//! CMS SignedData producer for software keys.

use super::oid::{ID_DATA, ID_SHA_256, ID_SIGNING_TIME};
use super::{DetachedSignature, DetachedSigner, SignOutcome};
use crate::certificates::{Certificate, KeyHandle};
use crate::error::{Error, Result};
use crate::pin::Pin;
use ::cms::builder::{SignedDataBuilder, SignerInfoBuilder};
use ::cms::cert::{CertificateChoices, IssuerAndSerialNumber};
use ::cms::signed_data::{EncapsulatedContentInfo, SignerIdentifier};
use chrono::{DateTime, Utc};
use der::asn1::{SetOfVec, UtcTime};
use der::{Any, Decode, Encode};
use pkcs8::{EncryptedPrivateKeyInfo, PrivateKeyInfo, SecretDocument};
use rsa::pkcs1v15::{Signature, SigningKey};
use rsa::pkcs8::DecodePublicKey;
use rsa::{RsaPrivateKey, RsaPublicKey};
use sha2::{Digest, Sha256};
use spki::AlgorithmIdentifierOwned;
use std::time::Duration;
use x509_cert::attr::Attribute;

/// Signs with PKCS#8 keys held by the certificate store.
///
/// Produces RSA PKCS#1 v1.5 / SHA-256 detached SignedData with the signer
/// certificate embedded and content-type, message-digest and signing-time
/// as signed attributes.
#[derive(Debug, Clone, Copy, Default)]
pub struct CmsSigner;

impl CmsSigner {
    /// Create a signer.
    pub fn new() -> Self {
        Self
    }
}

impl DetachedSigner for CmsSigner {
    fn sign(&self, payload: &[u8], certificate: &Certificate, pin: Option<&Pin>) -> Result<SignOutcome> {
        let key = match unlock_key(certificate.key(), pin)? {
            Ok(key) => key,
            Err(outcome) => {
                log::debug!("key of {} not unlocked: {:?}", certificate.subject, outcome);
                return Ok(outcome);
            },
        };
        let x509 = x509_cert::Certificate::from_der(certificate.der())?;
        let spki_der = x509.tbs_certificate.subject_public_key_info.to_der()?;
        match RsaPublicKey::from_public_key_der(&spki_der) {
            Ok(public) if public == RsaPublicKey::from(&key) => {},
            Ok(_) => {
                return Ok(SignOutcome::DeviceError(
                    "private key does not belong to the certificate".to_string(),
                ))
            },
            Err(e) => return Ok(SignOutcome::DeviceError(format!("certificate key is not RSA: {}", e))),
        }

        let now = Utc::now();
        let signed_at = DateTime::from_timestamp(now.timestamp(), 0).unwrap_or(now);
        let der = signed_data(key, x509, payload, signed_at)?;
        log::info!("signed {} bytes with {} ({} byte CMS)", payload.len(), certificate.subject, der.len());
        Ok(SignOutcome::Signed(DetachedSignature {
            der,
            subject: certificate.subject.clone(),
            issuer: certificate.issuer.clone(),
            serial_number: certificate.serial_number.clone(),
            signed_at,
        }))
    }
}

/// Turn a key handle into an RSA key, or the outcome explaining why not.
fn unlock_key(handle: &KeyHandle, pin: Option<&Pin>) -> Result<std::result::Result<RsaPrivateKey, SignOutcome>> {
    let (pem, encrypted) = match handle {
        KeyHandle::None => {
            return Ok(Err(SignOutcome::DeviceError("certificate has no private key".to_string())))
        },
        KeyHandle::HardwareToken { description } => {
            return Err(Error::NotImplemented(format!("signing with hardware token '{}'", description)))
        },
        KeyHandle::Software { pem, encrypted } => (pem, *encrypted),
    };

    let pin = match (encrypted, pin) {
        (true, None) => return Ok(Err(SignOutcome::PinRequired)),
        (_, pin) => pin,
    };
    let document = match SecretDocument::from_pem(pem) {
        Ok((_, document)) => document,
        Err(e) => return Ok(Err(SignOutcome::DeviceError(format!("unreadable key file: {}", e)))),
    };
    let Some(pin) = pin.filter(|_| encrypted) else {
        return Ok(match PrivateKeyInfo::try_from(document.as_bytes()) {
            Ok(info) => rsa_key(info),
            Err(e) => Err(SignOutcome::DeviceError(format!("malformed PKCS#8 key: {}", e))),
        });
    };
    let encrypted_info = match EncryptedPrivateKeyInfo::try_from(document.as_bytes()) {
        Ok(info) => info,
        Err(e) => return Ok(Err(SignOutcome::DeviceError(format!("malformed encrypted key: {}", e)))),
    };
    let decrypted = match encrypted_info.decrypt(pin.expose().as_bytes()) {
        Ok(decrypted) => decrypted,
        Err(_) => return Ok(Err(SignOutcome::PinInvalid)),
    };
    // A wrong PIN can still produce valid padding; the result is then noise
    Ok(match PrivateKeyInfo::try_from(decrypted.as_bytes()) {
        Ok(info) => rsa_key(info),
        Err(_) => Err(SignOutcome::PinInvalid),
    })
}

fn rsa_key(info: PrivateKeyInfo<'_>) -> std::result::Result<RsaPrivateKey, SignOutcome> {
    RsaPrivateKey::try_from(info).map_err(|e| SignOutcome::DeviceError(format!("unsupported private key: {}", e)))
}

fn builder_error(err: ::cms::builder::Error) -> Error {
    Error::Crypto(format!("CMS builder: {:?}", err))
}

fn signing_time(at: DateTime<Utc>) -> Result<Attribute> {
    let secs = u64::try_from(at.timestamp()).map_err(|_| Error::Crypto(format!("signing time {} predates 1970", at)))?;
    let time = UtcTime::from_unix_duration(Duration::from_secs(secs))?;
    let values = SetOfVec::try_from(vec![Any::encode_from(&time)?])?;
    Ok(Attribute {
        oid: ID_SIGNING_TIME,
        values,
    })
}

/// DER ContentInfo with detached SignedData over `payload`.
fn signed_data(
    key: RsaPrivateKey,
    certificate: x509_cert::Certificate,
    payload: &[u8],
    signed_at: DateTime<Utc>,
) -> Result<Vec<u8>> {
    let digest = Sha256::digest(payload);
    let content = EncapsulatedContentInfo {
        econtent_type: ID_DATA,
        econtent: None,
    };
    let digest_algorithm = AlgorithmIdentifierOwned {
        oid: ID_SHA_256,
        parameters: None,
    };
    let sid = SignerIdentifier::IssuerAndSerialNumber(IssuerAndSerialNumber {
        issuer: certificate.tbs_certificate.issuer.clone(),
        serial_number: certificate.tbs_certificate.serial_number.clone(),
    });
    let signer = SigningKey::<Sha256>::new(key);

    let mut signer_info = SignerInfoBuilder::new(&signer, sid, digest_algorithm.clone(), &content, Some(digest.as_slice()))
        .map_err(builder_error)?;
    signer_info
        .add_signed_attribute(signing_time(signed_at)?)
        .map_err(builder_error)?;

    let mut builder = SignedDataBuilder::new(&content);
    let content_info = builder
        .add_digest_algorithm(digest_algorithm)
        .map_err(builder_error)?
        .add_certificate(CertificateChoices::Certificate(certificate))
        .map_err(builder_error)?
        .add_signer_info::<SigningKey<Sha256>, Signature>(signer_info)
        .map_err(builder_error)?
        .build()
        .map_err(builder_error)?;
    Ok(content_info.to_der()?)
}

**What is expected**:
From top to bottom, repeat the material above word for word.

**Result below**:
//! CMS SignedData producer for software keys.

use super::oid::{ID_DATA, ID_SHA_256, ID_SIGNING_TIME};
use super::{DetachedSignature, DetachedSigner, SignOutcome};
use crate::certificates::{Certificate, KeyHandle};
use crate::error::{Error, Result};
use crate::pin::Pin;
use ::cms::builder::{SignedDataBuilder, SignerInfoBuilder};
use ::cms::cert::{CertificateChoices, IssuerAndSerialNumber};
use ::cms::signed_data::{EncapsulatedContentInfo, SignerIdentifier};
use chrono::{DateTime, Utc};
use der::asn1::{SetOfVec, UtcTime};
use der::{Any, Decode, Encode};
use pkcs8::{EncryptedPrivateKeyInfo, PrivateKeyInfo, SecretDocument};
use rsa::pkcs1v15::{Signature, SigningKey};
use rsa::pkcs8::DecodePublicKey;
use rsa::{RsaPrivateKey, RsaPublicKey};
use sha2::{Digest, Sha256};
use spki::AlgorithmIdentifierOwned;
use std::time::Duration;
use x509_cert::attr::Attribute;

/// Signs with PKCS#8 keys held by the certificate store.
///
/// Produces RSA PKCS#1 v1.5 / SHA-256 detached SignedData with the signer
/// certificate embedded and content-type, message-digest and signing-time
/// as signed attributes.
#[derive(Debug, Clone, Copy, Default)]
pub struct CmsSigner;

impl CmsSigner {
    /// Create a signer.
    pub fn new() -> Self {
        Self
    }
}

impl DetachedSigner for CmsSigner {
    fn sign(&self, payload: &[u8], certificate: &Certificate, pin: Option<&Pin>) -> Result<SignOutcome> {
        let key = match unlock_key(certificate.key(), pin)? {
            Ok(key) => key,
            Err(outcome) => {
                log::debug!("key of {} not unlocked: {:?}", certificate.subject, outcome);
                return Ok(outcome);
            },
        };
        let x509 = x509_cert::Certificate::from_der(certificate.der())?;
        let spki_der = x509.tbs_certificate.subject_public_key_info.to_der()?;
        match RsaPublicKey::from_public_key_der(&spki_der) {
            Ok(public) if public == RsaPublicKey::from(&key) => {},
            Ok(_) => {
                return Ok(SignOutcome::DeviceError(
                    "private key does not belong to the certificate".to_string(),
                ))
            },
            Err(e) => return Ok(SignOutcome::DeviceError(format!("certificate key is not RSA: {}", e))),
        }

        let now = Utc::now();
        let signed_at = DateTime::from_timestamp(now.timestamp(), 0).unwrap_or(now);
        let der = signed_data(key, x509, payload, signed_at)?;
        log::info!("signed {} bytes with {} ({} byte CMS)", payload.len(), certificate.subject, der.len());
        Ok(SignOutcome::Signed(DetachedSignature {
            der,
            subject: certificate.subject.clone(),
            issuer: certificate.issuer.clone(),
            serial_number: certificate.serial_number.clone(),
            signed_at,
        }))
    }
}

/// Turn a key handle into an RSA key, or the outcome explaining why not.
fn unlock_key(handle: &KeyHandle, pin: Option<&Pin>) -> Result<std::result::Result<RsaPrivateKey, SignOutcome>> {
    let (pem, encrypted) = match handle {
        KeyHandle::None => {
            return Ok(Err(SignOutcome::DeviceError("certificate has no private key".to_string())))
        },
        KeyHandle::HardwareToken { description } => {
            return Err(Error::NotImplemented(format!("signing with hardware token '{}'", description)))
        },
        KeyHandle::Software { pem, encrypted } => (pem, *encrypted),
    };

    let pin = match (encrypted, pin) {
        (true, None) => return Ok(Err(SignOutcome::PinRequired)),
        (_, pin) => pin,
    };
    let document = match SecretDocument::from_pem(pem) {
        Ok((_, document)) => document,
        Err(e) => return Ok(Err(SignOutcome::DeviceError(format!("unreadable key file: {}", e)))),
    };
    let Some(pin) = pin.filter(|_| encrypted) else {
        return Ok(match PrivateKeyInfo::try_from(document.as_bytes()) {
            Ok(info) => rsa_key(info),
            Err(e) => Err(SignOutcome::DeviceError(format!("malformed PKCS#8 key: {}", e))),
        });
    };
    let encrypted_info = match EncryptedPrivateKeyInfo::try_from(document.as_bytes()) {
        Ok(info) => info,
        Err(e) => return Ok(Err(SignOutcome::DeviceError(format!("malformed encrypted key: {}", e)))),
    };
    let decrypted = match encrypted_info.decrypt(pin.expose().as_bytes()) {
        Ok(decrypted) => decrypted,
        Err(_) => return Ok(Err(SignOutcome::PinInvalid)),
    };
    // A wrong PIN can still produce valid padding; the result is then noise
    Ok(match PrivateKeyInfo::try_from(decrypted.as_bytes()) {
        Ok(info) => rsa_key(info),
        Err(_) => Err(SignOutcome::PinInvalid),
    })
}

fn rsa_key(info: PrivateKeyInfo<'_>) -> std::result::Result<RsaPrivateKey, SignOutcome> {
    RsaPrivateKey::try_from(info).map_err(|e| SignOutcome::DeviceError(format!("unsupported private key: {}", e)))
}

fn builder_error(err: ::cms::builder::Error) -> Error {
    Error::Crypto(format!("CMS builder: {:?}", err))
}

fn signing_time(at: DateTime<Utc>) -> Result<Attribute> {
    let secs = u64::try_from(at.timestamp()).map_err(|_| Error::Crypto(format!("signing time {} predates 1970", at)))?;
    let time = UtcTime::from_unix_duration(Duration::from_secs(secs))?;
    let values = SetOfVec::try_from(vec![Any::encode_from(&time)?])?;
    Ok(Attribute {
        oid: ID_SIGNING_TIME,
        values,
    })
}

/// DER ContentInfo with detached SignedData over `payload`.
fn signed_data(
    key: RsaPrivateKey,
    certificate: x509_cert::Certificate,
    payload: &[u8],
    signed_at: DateTime<Utc>,
) -> Result<Vec<u8>> {
    let digest = Sha256::digest(payload);
    let content = EncapsulatedContentInfo {
        econtent_type: ID_DATA,
        econtent: None,
    };
    let digest_algorithm = AlgorithmIdentifierOwned {
        oid: ID_SHA_256,
        parameters: None,
    };
    let sid = SignerIdentifier::IssuerAndSerialNumber(IssuerAndSerialNumber {
        issuer: certificate.tbs_certificate.issuer.clone(),
        serial_number: certificate.tbs_certificate.serial_number.clone(),
    });
    let signer = SigningKey::<Sha256>::new(key);

    let mut signer_info = SignerInfoBuilder::new(&signer, sid, digest_algorithm.clone(), &content, Some(digest.as_slice()))
        .map_err(builder_error)?;
    signer_info
        .add_signed_attribute(signing_time(signed_at)?)
        .map_err(builder_error)?;

    let mut builder = SignedDataBuilder::new(&content);
    let content_info = builder
        .add_digest_algorithm(digest_algorithm)
        .map_err(builder_error)?
        .add_certificate(CertificateChoices::Certificate(certificate))
        .map_err(builder_error)?
        .add_signer_info::<SigningKey<Sha256>, Signature>(signer_info)
        .map_err(builder_error)?
        .build()
        .map_err(builder_error)?;
    Ok(content_info.to_der()?)
}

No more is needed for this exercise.